Several challenges were identified as potential barriers to expansion. Workforce capacity and funding constraints were the most frequently cited (by 53% each), followed by difficulties collaborating across organisations (39%). Other concerns included retention and recruitment of skilled workers, differences in models of care between primary and secondary settings and the complexity of aligning priorities across sectors. These barriers underline the importance of phased expansion, supported by stakeholder engagement and robust governance.

Stakeholders also highlighted factors that would support successful expansion. These included dedicated time and resources for planning and delivery, strong stakeholder commitment and opportunities for international collaboration to share learning. Increased visibility of the National Centre’s work and structured dialogue on secondary care priorities were seen as essential to building consensus and momentum.

Strategic Framework for Future Phases

As the National Centre moves beyond its inaugural phase, there is a clear need to consolidate learning and set out a coherent approach for future delivery. Rather than presenting a rigid blueprint, this section outlines key considerations that should inform the development of a strategic framework for future developments.

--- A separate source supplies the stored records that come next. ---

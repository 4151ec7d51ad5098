use chrono::{DateTime, SecondsFormat, Utc};
use serde::{Deserialize, Serialize};
use std::fmt;
use std::hash::{Hash, Hasher};
use std::str::FromStr;
use uuid::Uuid;

use crate::auth::password::PasswordEncoder;
use crate::models::error::{RepositoryError, UserError};
use crate::models::now_millis;
use crate::repository::UserRepository;

pub const MIN_USERNAME_LENGTH: usize = 5;
pub const MAX_USERNAME_LENGTH: usize = 15;
pub const MIN_PASSWORD_LENGTH: usize = 5;

#[derive(Debug, Serialize, Deserialize, Clone, Copy, PartialEq, Eq, Hash)]
#[serde(rename_all = "UPPERCASE")]
pub enum UserRole {
    Admin,
    Common,
}

#[derive(Debug, Serialize, Deserialize, Clone, Copy, PartialEq, Eq, Hash)]
#[serde(rename_all = "UPPERCASE")]
pub enum UserStatus {
    Open,
    Banned,
}

impl UserRole {
    pub fn as_str(&self) -> &'static str {
        match self {
            UserRole::Admin => "ADMIN",
            UserRole::Common => "COMMON",
        }
    }
}

impl fmt::Display for UserRole {
    fn fmt(&self, f: &mut fmt::Formatter) -> fmt::Result {
        f.write_str(self.as_str())
    }
}

impl FromStr for UserRole {
    type Err = String;

    fn from_str(value: &str) -> Result<Self, Self::Err> {
        match value {
            "ADMIN" => Ok(UserRole::Admin),
            "COMMON" => Ok(UserRole::Common),
            other => Err(format!("unknown user role: {}", other)),
        }
    }
}

impl UserStatus {
    pub fn as_str(&self) -> &'static str {
        match self {
            UserStatus::Open => "OPEN",
            UserStatus::Banned => "BANNED",
        }
    }
}

impl fmt::Display for UserStatus {
    fn fmt(&self, f: &mut fmt::Formatter) -> fmt::Result {
        f.write_str(self.as_str())
    }
}

impl FromStr for UserStatus {
    type Err = String;

    fn from_str(value: &str) -> Result<Self, Self::Err> {
        match value {
            "OPEN" => Ok(UserStatus::Open),
            "BANNED" => Ok(UserStatus::Banned),
            other => Err(format!("unknown user status: {}", other)),
        }
    }
}

/// Read-only projection of a user account.
#[derive(Debug, Clone, PartialEq, Eq, Serialize, Deserialize)]
#[serde(rename_all = "camelCase")]
pub struct UserView {
    pub username: String,
    /// Always the hashed form once the user has been registered.
    pub password: String,
    pub role: String,
    pub status: String,
    pub creation_date: String,
}

/// What an authentication layer needs to build a principal.
#[derive(Debug, Clone, PartialEq, Eq, Serialize, Deserialize)]
pub struct UserAuthView {
    pub username: String,
    pub password: String,
    pub role: UserRole,
    pub status: UserStatus,
}

/// A user account, keyed by its username.
///
/// Like [`crate::models::Task`], a user is an immutable value; transitions
/// return new instances and equality is decided by the uuid alone.
#[derive(Debug, Clone)]
pub struct User {
    uuid: Uuid,
    username: String,
    password: String,
    role: UserRole,
    status: UserStatus,
    creation_date: DateTime<Utc>,
}

impl User {
    /// Validates the username, then the password, and builds an open account.
    ///
    /// The password is kept as given; [`User::encode_password`] hashes it once
    /// the username is known to be free.
    pub fn create(username: &str, password: &str, role: UserRole) -> Result<Self, UserError> {
        let username = validate_username(username)?;
        let password = validate_password(password)?;
        Ok(Self {
            uuid: Uuid::new_v4(),
            username,
            password,
            role,
            status: UserStatus::Open,
            creation_date: now_millis(),
        })
    }

    pub(crate) fn restore(
        uuid: Uuid,
        username: String,
        password: String,
        role: UserRole,
        status: UserStatus,
        creation_date: DateTime<Utc>,
    ) -> Self {
        Self {
            uuid,
            username,
            password,
            role,
            status,
            creation_date,
        }
    }

    pub fn change_password(
        &self,
        new_password: &str,
        encoder: &dyn PasswordEncoder,
    ) -> Result<Self, UserError> {
        let password = validate_password(new_password)?;
        let password = encoder.encode(&password)?;
        Ok(Self {
            password,
            ..self.clone()
        })
    }

    pub fn change_status(&self, status: UserStatus) -> Self {
        Self {
            status,
            ..self.clone()
        }
    }

    pub fn encode_password(&self, encoder: &dyn PasswordEncoder) -> Result<Self, UserError> {
        let password = encoder.encode(&self.password)?;
        Ok(Self {
            password,
            ..self.clone()
        })
    }

    pub async fn is_username_unique(
        &self,
        repository: &dyn UserRepository,
    ) -> Result<bool, RepositoryError> {
        Ok(!repository.exists_by_username(&self.username).await?)
    }

    pub fn to_view(&self) -> UserView {
        UserView {
            username: self.username.clone(),
            password: self.password.clone(),
            role: self.role.to_string(),
            status: self.status.to_string(),
            creation_date: self
                .creation_date
                .to_rfc3339_opts(SecondsFormat::Millis, true),
        }
    }

    pub fn to_auth(&self) -> UserAuthView {
        UserAuthView {
            username: self.username.clone(),
            password: self.password.clone(),
            role: self.role,
            status: self.status,
        }
    }

    pub fn uuid(&self) -> Uuid {
        self.uuid
    }

    pub fn username(&self) -> &str {
        &self.username
    }

    pub fn password(&self) -> &str {
        &self.password
    }

    pub fn role(&self) -> UserRole {
        self.role
    }

    pub fn status(&self) -> UserStatus {
        self.status
    }

    pub fn creation_date(&self) -> DateTime<Utc> {
        self.creation_date
    }
}

fn validate_username(username: &str) -> Result<String, UserError> {
    let length = username.chars().count();
    if (MIN_USERNAME_LENGTH..=MAX_USERNAME_LENGTH).contains(&length) {
        Ok(username.to_string())
    } else {
        Err(UserError::WrongUsernameLength { length })
    }
}

fn validate_password(password: &str) -> Result<String, UserError> {
    let length = password.chars().count();
    if length < MIN_PASSWORD_LENGTH {
        Err(UserError::WrongPasswordLength { length })
    } else {
        Ok(password.to_string())
    }
}

impl PartialEq for User {
    fn eq(&self, other: &Self) -> bool {
        self.uuid == other.uuid
    }
}

impl Eq for User {}

impl Hash for User {
    fn hash<H: Hasher>(&self, state: &mut H) {
        self.uuid.hash(state);
    }
}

First, integration across workstreams must be strengthened. The four pillars -Education and Training, Research and Evaluation, Recruitment and Retention and Leadership and Best Practice - have delivered important outputs, but they have often operated in isolation. Future planning should consider a more horizontal model, where activities are designed as interconnected components of a single programme. This would allow education initiatives to support recruitment, research to inform leadership and leadership development to reinforce retention.

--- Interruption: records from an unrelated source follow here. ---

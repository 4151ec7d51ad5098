use chrono::{DateTime, SecondsFormat, Utc};
use serde::{Deserialize, Serialize};
use std::fmt;
use std::hash::{Hash, Hasher};
use std::str::FromStr;
use uuid::Uuid;

use crate::models::error::TaskError;
use crate::models::now_millis;

/// Longest task content accepted, in characters.
pub const MAX_TASK_CONTENT_LENGTH: usize = 1000;

/// Represents the priority of a task.
#[derive(Debug, Serialize, Deserialize, Clone, Copy, PartialEq, Eq, Hash)]
#[serde(rename_all = "UPPERCASE")]
pub enum TaskPriority {
    Low,
    Medium,
    High,
}

/// Represents the status of a task.
#[derive(Debug, Serialize, Deserialize, Clone, Copy, PartialEq, Eq, Hash)]
#[serde(rename_all = "UPPERCASE")]
pub enum TaskStatus {
    /// Task is still open.
    Undone,
    /// Task is completed.
    Done,
}

impl TaskPriority {
    pub fn as_str(&self) -> &'static str {
        match self {
            TaskPriority::Low => "LOW",
            TaskPriority::Medium => "MEDIUM",
            TaskPriority::High => "HIGH",
        }
    }
}

impl fmt::Display for TaskPriority {
    fn fmt(&self, f: &mut fmt::Formatter) -> fmt::Result {
        f.write_str(self.as_str())
    }
}

impl FromStr for TaskPriority {
    type Err = String;

    fn from_str(value: &str) -> Result<Self, Self::Err> {
        match value {
            "LOW" => Ok(TaskPriority::Low),
            "MEDIUM" => Ok(TaskPriority::Medium),
            "HIGH" => Ok(TaskPriority::High),
            other => Err(format!("unknown task priority: {}", other)),
        }
    }
}

impl TaskStatus {
    pub fn as_str(&self) -> &'static str {
        match self {
            TaskStatus::Undone => "UNDONE",
            TaskStatus::Done => "DONE",
        }
    }
}

impl fmt::Display for TaskStatus {
    fn fmt(&self, f: &mut fmt::Formatter) -> fmt::Result {
        f.write_str(self.as_str())
    }
}

impl FromStr for TaskStatus {
    type Err = String;

    fn from_str(value: &str) -> Result<Self, Self::Err> {
        match value {
            "UNDONE" => Ok(TaskStatus::Undone),
            "DONE" => Ok(TaskStatus::Done),
            other => Err(format!("unknown task status: {}", other)),
        }
    }
}

/// Read-only projection of a task handed to callers outside the domain.
#[derive(Debug, Clone, PartialEq, Eq, Serialize, Deserialize)]
#[serde(rename_all = "camelCase")]
pub struct TaskView {
    pub id: Option<i64>,
    pub content: String,
    pub priority: String,
    pub status: String,
    pub creation_date: String,
}

/// A task owned by a single user.
///
/// Tasks are immutable values: every transition returns a new `Task` that
/// carries the id, uuid, creation date and owner of the original forward.
/// Two tasks are equal when their uuids are equal, whatever their other fields.
#[derive(Debug, Clone)]
pub struct Task {
    id: Option<i64>,
    uuid: Uuid,
    content: String,
    priority: TaskPriority,
    status: TaskStatus,
    creation_date: DateTime<Utc>,
    owner_username: String,
}

impl Task {
    /// Validates `content` and builds a new, not yet persisted task.
    pub fn create(
        content: &str,
        priority: TaskPriority,
        status: TaskStatus,
        owner_username: &str,
    ) -> Result<Self, TaskError> {
        let content = validate_content(content)?;
        Ok(Self {
            id: None,
            uuid: Uuid::new_v4(),
            content,
            priority,
            status,
            creation_date: now_millis(),
            owner_username: owner_username.to_string(),
        })
    }

    /// Rebuilds a task from its stored form.
    pub(crate) fn restore(
        id: i64,
        uuid: Uuid,
        content: String,
        priority: TaskPriority,
        status: TaskStatus,
        creation_date: DateTime<Utc>,
        owner_username: String,
    ) -> Self {
        Self {
            id: Some(id),
            uuid,
            content,
            priority,
            status,
            creation_date,
            owner_username,
        }
    }

    pub(crate) fn with_id(self, id: i64) -> Self {
        Self {
            id: Some(id),
            ..self
        }
    }

    pub fn change_content(&self, content: &str) -> Result<Self, TaskError> {
        let content = validate_content(content)?;
        Ok(Self {
            content,
            ..self.clone()
        })
    }

    pub fn change_priority(&self, priority: TaskPriority) -> Self {
        Self {
            priority,
            ..self.clone()
        }
    }

    pub fn change_status(&self, status: TaskStatus) -> Self {
        Self {
            status,
            ..self.clone()
        }
    }

    pub fn to_view(&self) -> TaskView {
        TaskView {
            id: self.id,
            content: self.content.clone(),
            priority: self.priority.to_string(),
            status: self.status.to_string(),
            creation_date: self
                .creation_date
                .to_rfc3339_opts(SecondsFormat::Millis, true),
        }
    }

    pub fn id(&self) -> Option<i64> {
        self.id
    }

    pub fn uuid(&self) -> Uuid {
        self.uuid
    }

    pub fn content(&self) -> &str {
        &self.content
    }

    pub fn priority(&self) -> TaskPriority {
        self.priority
    }

    pub fn status(&self) -> TaskStatus {
        self.status
    }

    pub fn creation_date(&self) -> DateTime<Utc> {
        self.creation_date
    }

    pub fn owner_username(&self) -> &str {
        &self.owner_username
    }

    pub fn is_owned_by(&self, username: &str) -> bool {
        self.owner_username == username
    }
}

fn validate_content(candidate: &str) -> Result<String, TaskError> {
    if candidate.chars().count() > MAX_TASK_CONTENT_LENGTH {
        Err(TaskError::wrong_content_length(candidate))
    } else {
        Ok(candidate.to_string())
    }
}

impl PartialEq for Task {
    fn eq(&self, other: &Self) -> bool {
        self.uuid == other.uuid
    }
}

impl Eq for Task {}

impl Hash for Task {
    fn hash<H: Hasher>(&self, state: &mut H) {
        self.uuid.hash(state);
    }
}

/// Textual form written by the task export.
impl fmt::Display for Task {
    fn fmt(&self, f: &mut fmt::Formatter) -> fmt::Result {
        let id = self
            .id
            .map(|id| id.to_string())
            .unwrap_or_else(|| "null".to_string());
        write!(
            f,
            "Task(uuid={}, id={}, content={}, priority={}, status={}, creationDate={}, ownerUsername={})",
            self.uuid,
            id,
            self.content,
            self.priority,
            self.status,
            self.creation_date.to_rfc3339_opts(SecondsFormat::Millis, true),
            self.owner_username
        )
    }
}

#[cfg(test)]
mod tests {
    use super::*;
    use chrono::Timelike;
    use pretty_assertions::assert_eq;

    #[test]
    fn test_task_creation() {
        let task = Task::create("hello", TaskPriority::Low, TaskStatus::Undone, "alice").unwrap();
        assert_eq!(task.content(), "hello");
        assert_eq!(task.owner_username(), "alice");
        assert!(task.id().is_none());

        let view = task.to_view();
        assert_eq!(view.content, "hello");
        assert_eq!(view.priority, "LOW");
        assert_eq!(view.status, "UNDONE");
    }

    #[test]
    fn test_content_length_limit() {
        let at_limit = "c".repeat(MAX_TASK_CONTENT_LENGTH);
        let task = Task::create(&at_limit, TaskPriority::High, TaskStatus::Done, "alice").unwrap();
        assert_eq!(task.content(), at_limit);

        let too_long = "c".repeat(MAX_TASK_CONTENT_LENGTH + 1);
        let error = Task::create(&too_long, TaskPriority::High, TaskStatus::Done, "alice").unwrap_err();
        assert_eq!(
            error,
            TaskError::WrongTaskContentLength {
                length: 1001,
                max: 1000
            }
        );
    }

    #[test]
    fn test_content_length_counts_characters() {
        let wide = "ż".repeat(MAX_TASK_CONTENT_LENGTH);
        assert!(Task::create(&wide, TaskPriority::Low, TaskStatus::Undone, "alice").is_ok());
    }

    #[test]
    fn test_creation_date_is_truncated_to_millis() {
        let task = Task::create("hello", TaskPriority::Low, TaskStatus::Undone, "alice").unwrap();
        assert_eq!(task.creation_date().nanosecond() % 1_000_000, 0);
    }

    #[test]
    fn test_change_content_keeps_identity() {
        let task = Task::create("hello", TaskPriority::Medium, TaskStatus::Undone, "alice")
            .unwrap()
            .with_id(7);
        let changed = task.change_content("goodbye").unwrap();

        assert_eq!(changed.content(), "goodbye");
        assert_eq!(changed.id(), Some(7));
        assert_eq!(changed.uuid(), task.uuid());
        assert_eq!(changed.creation_date(), task.creation_date());
        assert_eq!(changed.priority(), TaskPriority::Medium);
        assert_eq!(task.content(), "hello");

        let rejected = task.change_content(&"x".repeat(1001));
        assert!(matches!(
            rejected,
            Err(TaskError::WrongTaskContentLength { length: 1001, .. })
        ));
    }

    #[test]
    fn test_status_change_is_idempotent() {
        let task = Task::create("hello", TaskPriority::Low, TaskStatus::Undone, "alice").unwrap();
        let once = task.change_status(TaskStatus::Done);
        let twice = once.change_status(TaskStatus::Done);

        assert_eq!(once, twice);
        assert_eq!(twice.status(), TaskStatus::Done);
        assert_eq!(once.to_view(), twice.to_view());
    }

    #[test]
    fn test_equality_is_by_uuid() {
        let task = Task::create("hello", TaskPriority::Low, TaskStatus::Undone, "alice").unwrap();
        let other = Task::create("hello", TaskPriority::Low, TaskStatus::Undone, "alice").unwrap();

        assert_eq!(task, task.change_priority(TaskPriority::High));
        assert_ne!(task, other);
    }

    #[test]
    fn test_enum_names_round_trip_through_strings() {
        assert_eq!("MEDIUM".parse::<TaskPriority>(), Ok(TaskPriority::Medium));
        assert_eq!("DONE".parse::<TaskStatus>(), Ok(TaskStatus::Done));
        assert!("done".parse::<TaskStatus>().is_err());
        assert_eq!(
            serde_json::to_string(&TaskPriority::High).unwrap(),
            "\"HIGH\""
        );
    }

    #[test]
    fn test_display_contains_fields() {
        let task = Task::create("buy milk", TaskPriority::Low, TaskStatus::Undone, "alice")
            .unwrap()
            .with_id(3);
        let text = task.to_string();
        assert!(text.starts_with("Task(uuid="));
        assert!(text.contains("id=3"));
        assert!(text.contains("content=buy milk"));
        assert!(text.contains("ownerUsername=alice"));
    }
}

Second, visibility and communication require significant attention. Despite credible achievements, awareness among stakeholders remains uneven. A strategic framework should consider investment in clear, accessible communications and the creation of a public-facing platform to showcase resources, opportunities and impact. This is essential not only for engagement but also for demonstrating value to funders and policymakers.

Third, inclusivity must be a guiding principle. Engagement to date has focused heavily on medical and nursing roles, with limited involvement of pharmacy, optometry, dental and allied health professions. Future planning should consider how to broaden participation and embed co-design with local communities and grassroots organisations, ensuring interventions reflect the realities of rural life.

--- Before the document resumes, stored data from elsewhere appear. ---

//! Command handlers: the entry points the transport calls.

pub mod commands;
pub mod factory;
pub mod tasks;
pub mod users;

pub use factory::UserFactory;
pub use tasks::TaskFacade;
pub use users::{TaskCascade, UserFacade};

Fourth, evaluation and impact measurement should be embedded from the outset. While outputs have been delivered, mechanisms to capture and share practical outcomes remain limited. A strategic framework should consider developing indicators for workforce sustainability, service quality and community engagement, alongside processes for feeding learning into policy and practice.

Finally, the framework must acknowledge the structural enablers that underpin rural health systems. Issues such as housing, transport and digital connectivity lie beyond the National Centre’s direct remit, yet they shape the feasibility of recruitment and retention strategies. Future planning should consider how the National Centre can act as an advocate and convenor, working with partners to influence these wider determinants.

Taken together, these considerations point to a future model that is integrated, visible, inclusive, evidence-driven and outward-facing. They also highlight the importance of phased expansion. While there is strong appetite to broaden the National Centre’s remit beyond primary care, this must be managed strategically to avoid diluting core priorities. Potential future phases offer an opportunity to build on progress, scale effective interventions, and position the National Centre as a driver of innovation and equity in rural health and care.